Today, someone walked into my office to tell me exactly what I need to hear: it’s OK to be frustrated with God. That may sound strange, but bear with me.
I often wander through life wondering, “Should I stay or should I go?” Unlike The Clash, however, I’m talking life path decisions, not the most recent romantic fling. Is God calling me to remain here? Or does He have something else for me? And if He has something else, what is it? Where is it? Under which rock is He hiding the news?
In times of waiting, people offer platitudes such as, “Trust God. Wait in Him. He hasn’t abandoned you. He’ll do something big. You need just to rest and to wait in Him.” This makes sense. This is Biblical. There are many verses that back their statements up. Psalm 37:5, says, “Rest in the Lord and wait patiently on Him, ” and Lamentations 3:25 reminds, “The Lord is good to those who wait for Him, to the person who seeks Him.” Waiting on God isn’t a new thing. His people have been doing it for centuries and centuries. Remember men and women like Abraham, Moses, Job, and Hannah?

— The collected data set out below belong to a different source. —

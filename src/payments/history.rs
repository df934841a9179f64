//! In-memory transaction history and failure accounting.
//!
//! Records live for the process lifetime only. The newest record is always
//! first and the ring never holds more than its capacity.

use std::collections::{BTreeMap, VecDeque};
use std::sync::atomic::{AtomicU64, Ordering};
use std::time::{Duration, SystemTime, UNIX_EPOCH};

use alloy::primitives::U256;
use dashmap::DashMap;
use serde::{Deserialize, Serialize};
use tokio::sync::RwLock;
use uuid::Uuid;

use crate::payments::types::{PaymentOutcome, PaymentRequest};

/// Window used for the "recent" system metrics.
pub const RECENT_WINDOW: usize = 100;

/// Window used for the rolling totals in the detailed metrics.
pub const DAY_SECS: u64 = 24 * 60 * 60;

/// Endpoint label used when a failure happened before any endpoint was picked.
const UNKNOWN_ENDPOINT: &str = "unknown";

/// One executed payment.
#[derive(Debug, Clone, Serialize, Deserialize)]
#[serde(rename_all = "camelCase")]
pub struct TransactionRecord {
    pub id: Uuid,
    pub request: PaymentRequest,
    pub outcome: PaymentOutcome,
    pub processing_ms: u64,
    /// Unix seconds at which the record was written.
    pub timestamp: u64,
}

/// Filter for history queries.
#[derive(Debug, Clone, Copy, PartialEq, Eq, Serialize, Deserialize)]
#[serde(rename_all = "lowercase")]
pub enum StatusFilter {
    Success,
    Failure,
}

impl StatusFilter {
    fn matches(&self, outcome: &PaymentOutcome) -> bool {
        match self {
            StatusFilter::Success => outcome.is_success(),
            StatusFilter::Failure => !outcome.is_success(),
        }
    }
}

/// One page of history, newest first.
#[derive(Debug, Clone, Serialize)]
#[serde(rename_all = "camelCase")]
pub struct HistoryPage {
    pub transactions: Vec<TransactionRecord>,
    /// Records matching the filter, before paging.
    pub total: usize,
    pub limit: usize,
    pub offset: usize,
}

#[derive(Debug, Clone, PartialEq, Serialize)]
#[serde(rename_all = "camelCase")]
pub struct SystemMetrics {
    pub total_transactions: usize,
    /// Percentage of successes among the most recent records.
    pub recent_success_rate: f64,
    pub average_processing_ms: u64,
    pub total_failures: u64,
    /// Unix seconds of the latest failure.
    pub last_failure: Option<u64>,
}

#[derive(Debug, Clone, PartialEq, Serialize)]
#[serde(rename_all = "camelCase")]
pub struct WindowTotals {
    pub total: usize,
    pub successful: usize,
    pub failed: usize,
    /// Sum of requested amounts in base units, as a decimal string.
    pub total_volume: String,
}

#[derive(Debug, Clone, PartialEq, Serialize)]
#[serde(rename_all = "camelCase")]
pub struct DetailedMetrics {
    pub system: SystemMetrics,
    pub last24_hours: WindowTotals,
    pub endpoint_failures: BTreeMap<String, u64>,
}

/// Bounded history of executed payments.
#[derive(Debug)]
pub struct TransactionHistory {
    records: RwLock<VecDeque<TransactionRecord>>,
    capacity: usize,
    total_failures: AtomicU64,
    last_failure: AtomicU64,
    endpoint_failures: DashMap<String, u64>,
}

impl TransactionHistory {
    pub fn new(capacity: usize) -> Self {
        let capacity = capacity.max(1);
        Self {
            records: RwLock::new(VecDeque::with_capacity(capacity)),
            capacity,
            total_failures: AtomicU64::new(0),
            last_failure: AtomicU64::new(0),
            endpoint_failures: DashMap::new(),
        }
    }

    pub fn capacity(&self) -> usize {
        self.capacity
    }

    /// Record an outcome stamped with the current time. Returns the record ID.
    pub async fn record(
        &self,
        request: PaymentRequest,
        outcome: PaymentOutcome,
        processing: Duration,
    ) -> Uuid {
        self.record_at(request, outcome, processing, unix_now()).await
    }

    /// Record an outcome with an explicit timestamp.
    pub async fn record_at(
        &self,
        request: PaymentRequest,
        outcome: PaymentOutcome,
        processing: Duration,
        timestamp: u64,
    ) -> Uuid {
        if let Some(failure) = outcome.failure() {
            self.total_failures.fetch_add(1, Ordering::Relaxed);
            self.last_failure.fetch_max(timestamp, Ordering::Relaxed);
            let endpoint = failure.endpoint.as_deref().unwrap_or(UNKNOWN_ENDPOINT);
            *self.endpoint_failures.entry(endpoint.to_string()).or_insert(0) += 1;
        }

        let id = Uuid::new_v4();
        let record = TransactionRecord {
            id,
            request,
            outcome,
            processing_ms: processing.as_millis() as u64,
            timestamp,
        };

        let mut records = self.records.write().await;
        records.push_front(record);
        records.truncate(self.capacity);
        id
    }

    pub async fn len(&self) -> usize {
        self.records.read().await.len()
    }

    pub async fn is_empty(&self) -> bool {
        self.records.read().await.is_empty()
    }

    /// Newest-first page of records matching `status`.
    pub async fn page(
        &self,
        limit: usize,
        offset: usize,
        status: Option<StatusFilter>,
    ) -> HistoryPage {
        let records = self.records.read().await;
        let matching: Vec<&TransactionRecord> = records
            .iter()
            .filter(|r| status.is_none_or(|s| s.matches(&r.outcome)))
            .collect();

        HistoryPage {
            total: matching.len(),
            transactions: matching.into_iter().skip(offset).take(limit).cloned().collect(),
            limit,
            offset,
        }
    }

    pub async fn system_metrics(&self) -> SystemMetrics {
        let records = self.records.read().await;
        let recent: Vec<_> = records.iter().take(RECENT_WINDOW).collect();

        let (recent_success_rate, average_processing_ms) = if recent.is_empty() {
            (0.0, 0)
        } else {
            let successful = recent.iter().filter(|r| r.outcome.is_success()).count();
            let processing: u64 = recent.iter().map(|r| r.processing_ms).sum();
            (
                successful as f64 / recent.len() as f64 * 100.0,
                processing / recent.len() as u64,
            )
        };

        let last_failure = match self.last_failure.load(Ordering::Relaxed) {
            0 => None,
            ts => Some(ts),
        };

        SystemMetrics {
            total_transactions: records.len(),
            recent_success_rate,
            average_processing_ms,
            total_failures: self.total_failures.load(Ordering::Relaxed),
            last_failure,
        }
    }

    pub async fn detailed_metrics(&self) -> DetailedMetrics {
        self.detailed_metrics_at(unix_now()).await
    }

    /// Detailed metrics with the rolling window ending at `now`.
    pub async fn detailed_metrics_at(&self, now: u64) -> DetailedMetrics {
        let system = self.system_metrics().await;

        let since = now.saturating_sub(DAY_SECS);
        let records = self.records.read().await;
        let mut totals = (0usize, 0usize, U256::ZERO);
        for record in records.iter().filter(|r| r.timestamp > since) {
            if record.outcome.is_success() {
                totals.0 += 1;
            } else {
                totals.1 += 1;
            }
            totals.2 = totals.2.saturating_add(record.request.amount);
        }

        let endpoint_failures = self
            .endpoint_failures
            .iter()
            .map(|e| (e.key().clone(), *e.value()))
            .collect();

        DetailedMetrics {
            system,
            last24_hours: WindowTotals {
                total: totals.0 + totals.1,
                successful: totals.0,
                failed: totals.1,
                total_volume: totals.2.to_string(),
            },
            endpoint_failures,
        }
    }
}

fn unix_now() -> u64 {
    SystemTime::now()
        .duration_since(UNIX_EPOCH)
        .map(|d| d.as_secs())
        .unwrap_or_default()
}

Honestly, when I hear such statements, my response is much like that of a belligerent child, “Yeah? You want to work in my life? Go for it. Show me. Because right now, I don’t feel like you are, and I don’t see how this is going to work out. Much less how this could possibly work out for anything resembling my good.” I recognize that this is not exactly a holy reaction.
And yet, I was reminded today that it’s OK. This is not to say that my whining is music to God’s ears; however, it is to say that he remains good and constant and Love even when I am questioning his perfect plan. It is to say that it’s OK to wait. And while I wait, it’s OK to ask God why I’m waiting. It’s OK to tell Him that I’m frustrated. To ask Him what the point is. David and the Psalmists did it often (see Ps. 55:17, 72:12, 88:1, 130:1).
He has a purpose and a plan; He promises. Proverbs 2:3 and 5 say, “If you call out for insight and cry aloud for understanding…then you will understand the fear of the LORD and find the knowledge of God.” Right there in the Book of Wisdom, it says to cry out to God for an explanation, and find Him.
Even without the end of the waiting in sight, even when the odds seem to be stacked against my cause, God is there; He’s there to stand in my weakness as my strength and my comfort. Whether I want to or not, I need to lean into Him, trust, and, when I have questions, to “cry out for understanding”. Even when I want to throw myself to floor and kick and scream like a child—especially in those moments—He’s there for me to cry out to. He never ceases to be perfectly good and perfectly God, loving me through the times of waiting and questioning.